Abstract
Abstract
A large body of evidence demonstrates that contextual information can shape emotional face expression evaluation. However, recent predictive processing accounts propose that prior information about how a person is feeling should impact not only how facial expressions are rated but also how they are perceptually represented. We tested this by presenting participants with an auditory statement indicating how a person is feeling (“I feel so happy/sad!”), followed by a dynamic facial morph that changed towards the expected or unexpected emotion. Participants then judged the final facial expression of the morph. We found that facial expressions were rated in line with the statement emotion, such that happy facial expressions were rated as happier following a happy cue compared to a sad cue (Experiment 1a) and congruent face and statement pairings were rated as more intense (Experiment 1b). When participants made a perceptual comparison between the final expression and a probe face (i.e., final morph expression that was more/less expressive), we robustly found that facial expressions were perceived as more expressive than they actually were (Experiments 2a, 2b), in line with previous literature.

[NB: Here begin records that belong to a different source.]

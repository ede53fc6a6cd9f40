use std::collections::HashMap;

use super::{Storage, StorageError};

/// Storage adapter holding everything in a process-local map. All
/// operations are infallible.
#[derive(Debug, Clone, Default)]
pub struct MemoryStorage {
    entries: HashMap<String, String>,
}

impl MemoryStorage {
    pub fn new() -> Self {
        Self::default()
    }
}

impl Storage for MemoryStorage {
    fn get(&self, key: &str) -> Result<Option<String>, StorageError> {
        Ok(self.entries.get(key).cloned())
    }

    fn put(&mut self, key: &str, value: String) -> Result<(), StorageError> {
        self.entries.insert(key.to_string(), value);
        Ok(())
    }

    fn delete(&mut self, key: &str) -> Result<(), StorageError> {
        self.entries.remove(key);
        Ok(())
    }
}
use std::fs::File;

use anyhow::{Context, Result};
use token_ledger::{
    app::AppError,
    bin_utils::Service,
    storage::{Storage, in_memory::MemoryStorage, json_file::FileStorage},
};

fn main() -> Result<()> {
    tracing_subscriber::fmt::init();

    let filename = std::env::args()
        .nth(1)
        .context("Expected an actions file as the first argument")?;
    let file = File::open(&filename).with_context(|| format!("Failed to open `{filename}`"))?;

    // with a state file the run picks up where the previous one left off
    match std::env::args().nth(2) {
        Some(state) => run(file, FileStorage::open(state)?),
        None => run(file, MemoryStorage::new()),
    }
}

fn run<S: Storage>(file: File, storage: S) -> Result<()> {
    let service = Service {
        input: file,
        output: &mut std::io::stdout(),
        storage,
        error_printer: Box::new(|line, err| match err {
            AppError::Storage(err) => eprintln!("Storage error at line {line}: {err}"),
            err => eprintln!("Error at line {line}: {err}"),
        }),
    };
    service.run()
}
use std::path::PathBuf;

use serde::{Serialize, de::DeserializeOwned};
use thiserror::Error;

pub mod in_memory;
pub mod json_file;

/// Storage key for the persisted user collection.
pub const USERS_KEY: &str = "users";
/// Storage key for the persisted transfer history.
pub const TOKENS_KEY: &str = "tokens";
/// Storage key holding the raw username of the logged-in user.
pub const LOGGED_IN_USER_KEY: &str = "loggedInUser";
/// Storage key holding the raw strings `"true"` / `"false"`.
pub const IS_LOGGED_IN_KEY: &str = "isLoggedIn";

#[derive(Debug, Error)]
pub enum StorageError {
    #[error("Failed to access storage at `{path}`")]
    Io {
        path: PathBuf,
        #[source]
        source: std::io::Error,
    },
    #[error("Storage file `{path}` holds invalid JSON")]
    CorruptFile {
        path: PathBuf,
        #[source]
        source: serde_json::Error,
    },
    #[error("Value stored under `{key}` is not valid JSON")]
    CorruptValue {
        key: String,
        #[source]
        source: serde_json::Error,
    },
    #[error("Failed to encode value for `{target}`")]
    Encode {
        target: String,
        #[source]
        source: serde_json::Error,
    },
}

/// A flat string key-value store, the persistence seam of the crate.
///
/// Adapters differ only in durability: [`in_memory::MemoryStorage`] for
/// tests and ephemeral runs, [`json_file::FileStorage`] for state that
/// survives a restart.
pub trait Storage {
    fn get(&self, key: &str) -> Result<Option<String>, StorageError>;

    fn put(&mut self, key: &str, value: String) -> Result<(), StorageError>;

    fn delete(&mut self, key: &str) -> Result<(), StorageError>;
}

/// Reads and decodes the JSON value under `key`, `None` when the key is
/// absent.
pub fn read_json<S, T>(storage: &S, key: &str) -> Result<Option<T>, StorageError>
where
    S: Storage,
    T: DeserializeOwned,
{
    match storage.get(key)? {
        Some(raw) => serde_json::from_str(&raw)
            .map(Some)
            .map_err(|source| StorageError::CorruptValue {
                key: key.to_string(),
                source,
            }),
        None => Ok(None),
    }
}

/// Encodes `value` as JSON and writes it under `key`, replacing whatever was
/// there.
pub fn write_json<S, T>(storage: &mut S, key: &str, value: &T) -> Result<(), StorageError>
where
    S: Storage,
    T: Serialize + ?Sized,
{
    let raw = serde_json::to_string(value).map_err(|source| StorageError::Encode {
        target: key.to_string(),
        source,
    })?;
    storage.put(key, raw)
}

Crucially, we found that the extent of this overestimation depended on the congruence between the emotion of face and statement, leading to greater overestimation of congruent pairings, when sufficient time was provided to process the face emotion (Experiment 2b). Our findings, for the first time, show that prior information can affect not only explicit emotional inference but also shape perceptual representation of facial expressions, in line with predictive processing accounts.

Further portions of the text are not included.